Terminé à l'aube de la Seconde Guerre Mondiale, Roger Martin du Gard, le grand oublié de la littérature 20ème (à tel point qu'on ne prononce que plus guère son nom dans les salles de classe) a réalisé un formidable travail de documentation en incorporant à ses souvenirs personnels l'étude d'archives, articles de presse, discours, témoignages... Si plusieurs passages comportent des traces autobiographiques telles les relations houleuses avec le père, la pension et l'adolescence heureuse à Maisons-Laffitte, Martin du Gard, tel un Zola (dont il adule, littéralement, la série des Rougon-Macquart) dissèque rapports sociaux et l'Histoire à la manière d'un chirurgien.

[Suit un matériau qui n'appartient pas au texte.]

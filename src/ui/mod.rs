pub mod icons;
pub mod output;
pub mod table;
pub mod theme;

pub use icons::Icons;
pub use output::{amount, error, header, info, section, success, summary_row};
pub use table::{invoice_table, search_table, TableBuilder};
pub use theme::{theme, Theme};
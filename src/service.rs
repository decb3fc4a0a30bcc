//! Request boundary
//!
//! `RepairDesk` is what a front end talks to. Each method validates its
//! input, resolves references by email or serial, performs a single
//! store operation and reports the outcome as a typed [`Error`].

use crate::export;
use crate::invoice::{self, Invoice};
use crate::model::{Customer, Device, Repair};
use crate::role::Role;
use crate::search;
use crate::storage::{RepairRow, RepairStore};
use crate::{Error, Result};
use std::path::{Path, PathBuf};

/// Input for opening a repair job
#[derive(Debug, Clone, Default)]
pub struct NewRepair {
    pub serial: String,
    pub technician: String,
    pub issue: String,
    pub status: Option<String>,
    pub cost: Option<f64>,
}

impl NewRepair {
    pub fn new(serial: impl Into<String>, technician: impl Into<String>, issue: impl Into<String>) -> Self {
        Self {
            serial: serial.into(),
            technician: technician.into(),
            issue: issue.into(),
            ..Self::default()
        }
    }
}

/// An exported invoice and where it was written
#[derive(Debug, Clone)]
pub struct InvoiceExport {
    pub invoice: Invoice,
    pub path: PathBuf,
}

pub struct RepairDesk<'a> {
    store: &'a RepairStore,
    role: Option<Role>,
}

impl<'a> RepairDesk<'a> {
    pub fn new(store: &'a RepairStore, role: Option<Role>) -> Self {
        Self { store, role }
    }

    pub fn create_customer(&self, name: &str, email: &str) -> Result<i64> {
        if name.is_empty() || email.is_empty() {
            return Err(rejected(Error::Validation("Name and Email required".to_string())));
        }

        let id = Customer::new(name, email).save(self.store).map_err(rejected)?;
        tracing::info!("Saved customer {} ({})", id, email);
        Ok(id)
    }

    pub fn create_device(&self, email: &str, model: &str, serial: &str) -> Result<i64> {
        if email.is_empty() {
            return Err(rejected(Error::Validation("Email required".to_string())));
        }
        let customer_id = self
            .store
            .find_customer_by_email(email)
            .map_err(rejected)?
            .ok_or_else(|| rejected(Error::NotFound("Customer not found".to_string())))?;
        if model.is_empty() || serial.is_empty() {
            return Err(rejected(Error::Validation("Model and Serial required".to_string())));
        }

        let id = Device::new(customer_id, model, serial).save(self.store).map_err(rejected)?;
        tracing::info!("Saved device {} ({}) for customer {}", id, serial, customer_id);
        Ok(id)
    }

    pub fn create_repair(&self, request: &NewRepair) -> Result<i64> {
        if !self.role.is_some_and(|role| role.can_create_repairs()) {
            return Err(rejected(Error::Permission("Access denied".to_string())));
        }
        let device_id = self
            .store
            .find_device_by_serial(&request.serial)
            .map_err(rejected)?
            .ok_or_else(|| rejected(Error::NotFound("Device not found".to_string())))?;
        if request.technician.is_empty() || request.issue.is_empty() {
            return Err(rejected(Error::Validation("Technician and issue required".to_string())));
        }

        let mut repair = Repair::new(device_id, request.technician.as_str(), request.issue.as_str());
        if let Some(status) = &request.status {
            repair = repair.with_status(status.as_str());
        }
        if let Some(cost) = request.cost {
            repair = repair.with_cost(cost);
        }

        let id = repair.save(self.store).map_err(rejected)?;
        tracing::info!("Saved repair {} on device {} ({})", id, request.serial, repair.status);
        Ok(id)
    }

    pub fn search_repairs(&self, pattern: &str) -> Result<Vec<RepairRow>> {
        if pattern.is_empty() {
            return Err(rejected(Error::Validation("Pattern required".to_string())));
        }
        search::search_repairs(self.store, pattern).map_err(rejected)
    }

    /// Total the repairs of a device and write the invoice into `out_dir`.
    /// Nothing is written when the device has no repairs.
    pub fn generate_invoice(&self, serial: &str, out_dir: &Path) -> Result<InvoiceExport> {
        let invoice = invoice::generate_invoice(self.store, serial).map_err(rejected)?;
        let path = export::write_invoice(&invoice, out_dir).map_err(rejected)?;
        Ok(InvoiceExport { invoice, path })
    }
}

/// Log a rejected request and pass the error through
fn rejected(err: Error) -> Error {
    tracing::warn!(kind = %err.kind(), "Request rejected: {}", err);
    err
}
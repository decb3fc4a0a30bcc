use crate::role::Role;
use serde::{Deserialize, Serialize};
use std::path::{Path, PathBuf};

#[derive(Debug, Clone, Serialize, Deserialize, Default)]
pub struct RepairMateConfig {
    pub database: Option<String>,
    pub export_dir: Option<String>,
    pub role: Option<Role>,
}

impl RepairMateConfig {
    pub fn database_path(&self) -> PathBuf {
        self.database
            .as_deref()
            .map(PathBuf::from)
            .unwrap_or_else(default_database_path)
    }

    pub fn export_dir(&self) -> PathBuf {
        self.export_dir
            .as_deref()
            .map(PathBuf::from)
            .unwrap_or_else(|| PathBuf::from("."))
    }
}

pub fn default_config_path() -> PathBuf {
    PathBuf::from("repairmate.toml")
}

pub fn default_database_path() -> PathBuf {
    PathBuf::from("repairmate.db")
}

pub fn load_config(path: Option<&Path>) -> anyhow::Result<Option<RepairMateConfig>> {
    let path = path.map(Path::to_path_buf).unwrap_or_else(default_config_path);
    if !path.exists() {
        return Ok(None);
    }

    let contents = std::fs::read_to_string(&path)?;
    let config: RepairMateConfig = toml::from_str(&contents)?;
    tracing::debug!("Loaded config from {}", path.display());
    Ok(Some(config))
}

pub fn write_config(path: &Path, config: &RepairMateConfig, force: bool) -> anyhow::Result<()> {
    if path.exists() && !force {
        anyhow::bail!("config already exists at {} (use --force to overwrite)", path.display());
    }

    let contents = toml::to_string_pretty(config)?;
    std::fs::write(path, contents)?;
    Ok(())
}

pub fn ensure_db_dir(db_path: &Path) -> anyhow::Result<()> {
    if let Some(parent) = db_path.parent() {
        if !parent.as_os_str().is_empty() && !parent.exists() {
            std::fs::create_dir_all(parent)?;
        }
    }
    Ok(())
}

Les Thibault s'étale de 1904 à la fin de la Grande Guerre, pour dresser une galerie de portraits saillants, au sein de laquelle les chemins de deux familles bourgeoises, les Thibault et les Fontanin, s'entrecroisent. La publication, étalée de 1922 à 1940, s'est en réalité composée de huit tomes, d'où la surprise que peuvent ressentir certains lecteurs face à l'accélération du rythme et de la chronologie dans les derniers opus. Si les assemblées générales des révolutionnaires suisses sont un peu rebutantes et constituent le moment un peu long de ce roman-fleuve, en revanche, c'est à l'approche de la guerre que, comme a dit le critique René Garguilo, "on passe ainsi de la fresque sociale à la fresque historique".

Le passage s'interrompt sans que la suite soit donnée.